The American media reported in minute detail on the deliberations in the Pentagon, the rivalry between the State Department and Defense Department. One could see it as an absurd lopsidedness because, for example, that a single edition of the "New York Times" would run the same story from a number of different angles - the White House, the Pentagon and the State Department. Europeans are unfamiliar with this tradition in which journalists report hard facts but avoid stating an opinion. Even the analysis of these facts, sometimes by the same reporter who has penned an article, whether in the "New York Times", "Washington Post" or "Los Angeles Times", differs little from the other pieces. What distinguishes American journalism from its European counterpart is the absolute divide between such articles and editorials, opinion pieces or regular columns. It is obvious where this can lead: readers who want to believe that the affirmative, patriotic America was the real deal would pay attention to one half of the papers, while those who wanted to read about questioning, self-critical America would stick to the opinion pages and journalists like Maureen Dowd, Paul Krugman or Thomas Friedman. That's how easy it can be to have your prejudices confirmed.
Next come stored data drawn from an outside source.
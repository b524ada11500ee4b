//! Error kinds produced by the container and its collaborators.
//!
//! Every fallible operation in this crate returns [`Result<T, Error>`]; nothing
//! panics on a user-triggered condition (a bad index, a missing value, a
//! failing comparator). Panics remain reserved for violated internal
//! invariants in debug builds, surfaced here as [`Error::Internal`].

use std::fmt;

/// The result type used throughout this crate.
pub type Result<T> = std::result::Result<T, Error>;

/// Everything that can go wrong while building or querying a [`crate::Container`].
#[derive(Debug, thiserror::Error)]
pub enum Error {
    /// An index was outside `[0, len)` after negative-index normalization.
    #[error("index {index} out of range for container of length {len}")]
    Bounds {
        /// The offending index, after normalization.
        index: isize,
        /// The container's length at the time of the access.
        len: usize,
    },

    /// A dynamically-typed access site was handed a subscript it cannot
    /// service. The statically-typed primary API never produces this; it
    /// exists for the dynamic entry points described in `DESIGN.md`.
    #[error("list indices must be integers, not {found}")]
    Type {
        /// The name of the unsupported subscript type.
        found: &'static str,
    },

    /// `index(v)` (or `count`/`contains` internals) found no element equal
    /// to the requested value. `repr` is the value's pre-rendered `Debug`
    /// representation, threaded through the same way `Error::comparator_msg`
    /// carries a message rather than the value itself — `T` has no bound
    /// here that would let the error hold it directly.
    #[error("{repr} is not in list")]
    ValueNotFound {
        /// `Debug`-formatted representation of the value searched for.
        repr: String,
    },

    /// The user-supplied key projection or comparator raised while
    /// comparing two elements.
    #[error("comparator failed: {0}")]
    Comparator(#[source] Box<dyn std::error::Error + Send + Sync>),

    /// Allocating a new pivot node failed. Unreachable under Rust's default
    /// abort-on-OOM allocator, kept to mirror the pass-through contract of
    /// the system this crate is modeled on.
    #[error("failed to allocate a pivot node")]
    Resource,

    /// A debug-only invariant check failed. Only ever raised from
    /// `debug_assert!`-guarded code paths; release builds never construct
    /// this variant.
    #[error("internal invariant violated: {0}")]
    Internal(&'static str),
}

impl Error {
    /// Wraps an arbitrary comparator failure.
    pub fn comparator<E>(err: E) -> Self
    where
        E: std::error::Error + Send + Sync + 'static,
    {
        Error::Comparator(Box::new(err))
    }

    /// Builds a [`Error::Comparator`] from a plain message, for comparator
    /// callbacks that signal failure without their own error type.
    pub fn comparator_msg(msg: impl Into<String>) -> Self {
        Error::Comparator(Box::new(ComparatorMessage(msg.into())))
    }

    /// Builds a [`Error::ValueNotFound`] carrying `v`'s `Debug` rendering.
    pub fn value_not_found(v: &impl fmt::Debug) -> Self {
        Error::ValueNotFound {
            repr: format!("{v:?}"),
        }
    }
}

/// A minimal `std::error::Error` wrapper for message-only comparator failures.
#[derive(Debug)]
struct ComparatorMessage(String);

impl fmt::Display for ComparatorMessage {
    fn fmt(&self, f: &mut fmt::Formatter<'_>) -> fmt::Result {
        f.write_str(&self.0)
    }
}

impl std::error::Error for ComparatorMessage {}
However, the role of the US media in these turbulent times had problems of its own. After the September 11 attacks, journalists also felt the need to express patriotism. It is well-known that patriotism and journalistic principles make strange bed-fellows. Leading conservative media such as "Fox News" or the "New York Post" transformed themselves into "war cheerleaders", leaving staff to smile weakly about the principle of objectivity, or, to put it more mildly, editorial distance. Even the more relaxed news media, though, plastered their front pages and TV screens with slogans such as "A Nation in Danger" or "A Nation under Attack", leaving little room for pondering or skepticism. The phenomenal ability of the Bush administration to declare its point of view to be the only possible opinion played a significant role here. The "New York Times" eventually found itself in the fairly unique position of having to print an apology to its readers for its reporting prior to the Iraq conflict because reporter Judith Miller had believed dubious sources about the existence of weapons of mass-destruction in Iraq, despite the fact that these sources were at the heart of the US administration.

But others should reflect on their performance, too: for example NBC News, which began the countdown on the "Road to War" early on. Major TV channels allowed air time primarily to experts who believed that diplomacy was the work of the devil and best left to the history books. CNN presented Donald Rumsfeld's press conferences like a daily live quote-fest without much probing behind the information on offer. Surveys show that around 80 percent of US citizens mainly source their news from the television, but this seemed to be letting them down with greater frequency. When US soldiers fired on a vehicle full of civilians at a checkpoint near the Iraqi town of Kerbela, killing seven women and children, their fellow-Americans had to rely almost entirely on up-to-date details from British broadcaster BBC World. For a long time the US channels hid the story away in a small sidebar. Although the then head of the BBC, Greg Dyke, was pleased with record viewing figures (foreign media in the USA had an audience up to 60 percent higher than usual at this time), he finally cracked. "Some American TV journalists seem to have wrapped themselves in the flag before the start of the Iraq War, making them unable to do the job the public expects from them," Dyke stormed soon after the invasion had started.